(Action item): Repeat exactly what appears from the opening line of the listing to the line with "their cardinal neighbours", inclusive.
+++ Supplied records
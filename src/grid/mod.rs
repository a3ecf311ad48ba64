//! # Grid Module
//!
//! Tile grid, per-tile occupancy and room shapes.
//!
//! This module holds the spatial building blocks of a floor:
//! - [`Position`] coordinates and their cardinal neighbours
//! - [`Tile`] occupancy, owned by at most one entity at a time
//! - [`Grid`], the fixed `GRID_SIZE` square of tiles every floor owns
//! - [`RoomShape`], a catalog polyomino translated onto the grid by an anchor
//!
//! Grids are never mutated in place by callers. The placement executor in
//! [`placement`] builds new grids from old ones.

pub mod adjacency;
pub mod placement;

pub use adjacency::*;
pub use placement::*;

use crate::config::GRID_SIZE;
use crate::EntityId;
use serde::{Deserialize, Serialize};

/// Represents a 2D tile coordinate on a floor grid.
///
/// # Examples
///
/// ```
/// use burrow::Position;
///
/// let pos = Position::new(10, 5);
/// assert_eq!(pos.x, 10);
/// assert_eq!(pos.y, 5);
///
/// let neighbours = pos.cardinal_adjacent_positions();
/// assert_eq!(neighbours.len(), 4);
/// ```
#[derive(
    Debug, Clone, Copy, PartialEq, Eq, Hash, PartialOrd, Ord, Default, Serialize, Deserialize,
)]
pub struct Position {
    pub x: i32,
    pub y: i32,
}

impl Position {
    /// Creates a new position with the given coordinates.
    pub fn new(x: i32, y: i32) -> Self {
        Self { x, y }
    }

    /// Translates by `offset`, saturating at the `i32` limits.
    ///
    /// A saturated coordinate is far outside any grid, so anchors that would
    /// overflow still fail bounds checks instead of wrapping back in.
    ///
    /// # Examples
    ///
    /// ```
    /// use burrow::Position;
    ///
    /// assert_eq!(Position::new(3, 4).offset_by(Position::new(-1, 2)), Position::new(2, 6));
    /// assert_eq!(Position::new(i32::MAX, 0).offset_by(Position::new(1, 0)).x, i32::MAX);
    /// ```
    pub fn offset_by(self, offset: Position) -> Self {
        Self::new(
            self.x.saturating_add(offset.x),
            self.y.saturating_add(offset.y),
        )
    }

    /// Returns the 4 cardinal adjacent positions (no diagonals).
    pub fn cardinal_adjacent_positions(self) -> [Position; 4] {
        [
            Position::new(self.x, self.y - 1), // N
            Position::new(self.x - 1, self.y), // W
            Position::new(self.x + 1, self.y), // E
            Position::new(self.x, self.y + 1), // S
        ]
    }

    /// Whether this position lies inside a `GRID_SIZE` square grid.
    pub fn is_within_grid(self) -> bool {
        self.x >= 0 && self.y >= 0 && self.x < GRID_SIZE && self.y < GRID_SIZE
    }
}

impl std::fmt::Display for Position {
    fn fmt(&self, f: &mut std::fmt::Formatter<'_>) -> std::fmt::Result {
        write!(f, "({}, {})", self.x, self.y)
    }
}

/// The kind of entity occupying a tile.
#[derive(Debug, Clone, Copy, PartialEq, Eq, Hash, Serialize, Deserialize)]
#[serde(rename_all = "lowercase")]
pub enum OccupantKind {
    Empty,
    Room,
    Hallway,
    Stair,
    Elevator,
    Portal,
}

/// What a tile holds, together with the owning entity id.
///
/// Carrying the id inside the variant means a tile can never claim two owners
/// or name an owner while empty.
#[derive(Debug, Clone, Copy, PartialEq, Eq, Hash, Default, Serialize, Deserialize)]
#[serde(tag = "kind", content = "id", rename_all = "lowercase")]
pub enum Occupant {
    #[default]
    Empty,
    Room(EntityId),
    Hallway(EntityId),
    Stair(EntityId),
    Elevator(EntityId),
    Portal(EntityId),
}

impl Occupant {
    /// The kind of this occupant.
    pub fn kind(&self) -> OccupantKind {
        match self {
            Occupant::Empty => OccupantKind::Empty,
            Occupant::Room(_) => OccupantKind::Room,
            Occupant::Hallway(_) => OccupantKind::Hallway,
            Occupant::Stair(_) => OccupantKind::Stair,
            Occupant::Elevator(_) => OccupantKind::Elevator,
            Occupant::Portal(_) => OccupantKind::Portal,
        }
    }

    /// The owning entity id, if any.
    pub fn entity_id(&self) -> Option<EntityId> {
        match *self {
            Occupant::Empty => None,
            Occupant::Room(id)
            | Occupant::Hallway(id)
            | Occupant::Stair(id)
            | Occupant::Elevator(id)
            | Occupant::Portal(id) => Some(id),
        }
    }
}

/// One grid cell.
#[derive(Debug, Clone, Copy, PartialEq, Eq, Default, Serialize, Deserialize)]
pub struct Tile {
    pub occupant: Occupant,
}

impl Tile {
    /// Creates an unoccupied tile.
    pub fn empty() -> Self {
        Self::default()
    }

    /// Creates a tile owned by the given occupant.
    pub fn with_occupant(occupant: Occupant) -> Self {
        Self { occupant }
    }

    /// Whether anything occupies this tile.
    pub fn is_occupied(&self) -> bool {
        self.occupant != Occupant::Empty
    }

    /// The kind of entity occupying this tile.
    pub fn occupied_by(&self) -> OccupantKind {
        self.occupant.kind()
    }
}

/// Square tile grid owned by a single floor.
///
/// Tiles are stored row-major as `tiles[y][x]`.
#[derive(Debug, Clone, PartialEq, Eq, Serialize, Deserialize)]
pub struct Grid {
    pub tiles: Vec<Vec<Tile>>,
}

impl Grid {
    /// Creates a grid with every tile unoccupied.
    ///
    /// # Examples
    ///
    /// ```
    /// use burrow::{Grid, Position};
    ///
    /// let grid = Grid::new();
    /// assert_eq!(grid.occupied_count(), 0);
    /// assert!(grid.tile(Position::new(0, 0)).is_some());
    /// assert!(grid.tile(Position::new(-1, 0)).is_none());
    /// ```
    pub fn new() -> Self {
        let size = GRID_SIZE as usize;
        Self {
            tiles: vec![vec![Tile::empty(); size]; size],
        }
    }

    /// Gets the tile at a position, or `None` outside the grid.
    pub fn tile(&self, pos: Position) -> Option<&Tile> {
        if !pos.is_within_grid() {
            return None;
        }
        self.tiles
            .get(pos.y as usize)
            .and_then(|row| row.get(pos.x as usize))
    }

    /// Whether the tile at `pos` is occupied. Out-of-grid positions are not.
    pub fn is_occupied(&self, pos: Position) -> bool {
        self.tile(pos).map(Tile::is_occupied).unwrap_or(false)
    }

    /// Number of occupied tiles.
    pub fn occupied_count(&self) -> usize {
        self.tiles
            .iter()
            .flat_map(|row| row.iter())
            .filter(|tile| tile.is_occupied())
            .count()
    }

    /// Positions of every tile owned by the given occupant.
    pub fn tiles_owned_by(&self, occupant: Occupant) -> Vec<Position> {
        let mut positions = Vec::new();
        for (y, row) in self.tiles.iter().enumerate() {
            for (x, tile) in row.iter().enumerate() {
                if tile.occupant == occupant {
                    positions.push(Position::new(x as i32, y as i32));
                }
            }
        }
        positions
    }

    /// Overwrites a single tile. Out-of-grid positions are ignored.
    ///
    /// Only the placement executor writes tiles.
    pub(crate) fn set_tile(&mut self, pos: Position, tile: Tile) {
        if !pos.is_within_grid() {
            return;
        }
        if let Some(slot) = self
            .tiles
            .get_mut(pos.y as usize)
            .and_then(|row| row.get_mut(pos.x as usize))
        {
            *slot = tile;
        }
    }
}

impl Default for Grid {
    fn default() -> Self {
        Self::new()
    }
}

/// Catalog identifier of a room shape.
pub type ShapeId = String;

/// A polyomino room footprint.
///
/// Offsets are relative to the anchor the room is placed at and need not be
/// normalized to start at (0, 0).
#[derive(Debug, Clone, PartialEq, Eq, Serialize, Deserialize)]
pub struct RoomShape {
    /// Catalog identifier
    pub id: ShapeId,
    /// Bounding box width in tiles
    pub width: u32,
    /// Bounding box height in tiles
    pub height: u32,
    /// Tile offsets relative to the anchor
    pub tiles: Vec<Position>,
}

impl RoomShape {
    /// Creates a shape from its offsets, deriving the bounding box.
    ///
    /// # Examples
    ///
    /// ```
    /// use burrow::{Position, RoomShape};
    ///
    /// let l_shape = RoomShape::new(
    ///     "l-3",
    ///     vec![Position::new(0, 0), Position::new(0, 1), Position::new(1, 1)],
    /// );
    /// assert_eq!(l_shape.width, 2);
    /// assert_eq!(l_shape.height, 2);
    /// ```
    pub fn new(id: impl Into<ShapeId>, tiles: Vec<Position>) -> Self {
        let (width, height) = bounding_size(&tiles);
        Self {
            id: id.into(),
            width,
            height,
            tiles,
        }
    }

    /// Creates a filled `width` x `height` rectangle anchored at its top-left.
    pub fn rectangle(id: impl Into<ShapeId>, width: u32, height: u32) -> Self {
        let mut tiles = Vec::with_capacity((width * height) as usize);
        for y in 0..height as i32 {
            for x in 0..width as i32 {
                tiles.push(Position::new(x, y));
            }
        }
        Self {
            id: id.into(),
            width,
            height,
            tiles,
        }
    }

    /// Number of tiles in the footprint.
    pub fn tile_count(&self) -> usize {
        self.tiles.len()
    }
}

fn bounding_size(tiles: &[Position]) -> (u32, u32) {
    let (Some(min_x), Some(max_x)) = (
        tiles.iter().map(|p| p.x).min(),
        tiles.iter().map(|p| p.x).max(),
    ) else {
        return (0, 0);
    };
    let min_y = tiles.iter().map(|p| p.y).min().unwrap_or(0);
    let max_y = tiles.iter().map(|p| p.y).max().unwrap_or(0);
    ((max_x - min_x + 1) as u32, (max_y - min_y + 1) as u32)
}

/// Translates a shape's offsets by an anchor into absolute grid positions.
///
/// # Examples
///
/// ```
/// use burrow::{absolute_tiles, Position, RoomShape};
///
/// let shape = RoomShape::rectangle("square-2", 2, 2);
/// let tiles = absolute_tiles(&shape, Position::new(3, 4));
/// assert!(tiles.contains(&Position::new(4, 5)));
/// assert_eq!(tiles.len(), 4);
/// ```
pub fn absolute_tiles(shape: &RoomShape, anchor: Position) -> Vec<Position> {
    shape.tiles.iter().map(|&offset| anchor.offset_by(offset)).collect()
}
++++++
(Exercise answer):
filename src/grid/mod.rs
repository a3ecf311ad48ba64
//! # Grid Module
//!
//! Tile grid, per-tile occupancy and room shapes.
//!
//! This module holds the spatial building blocks of a floor:
//! - [`Position`] coordinates and their cardinal neighbours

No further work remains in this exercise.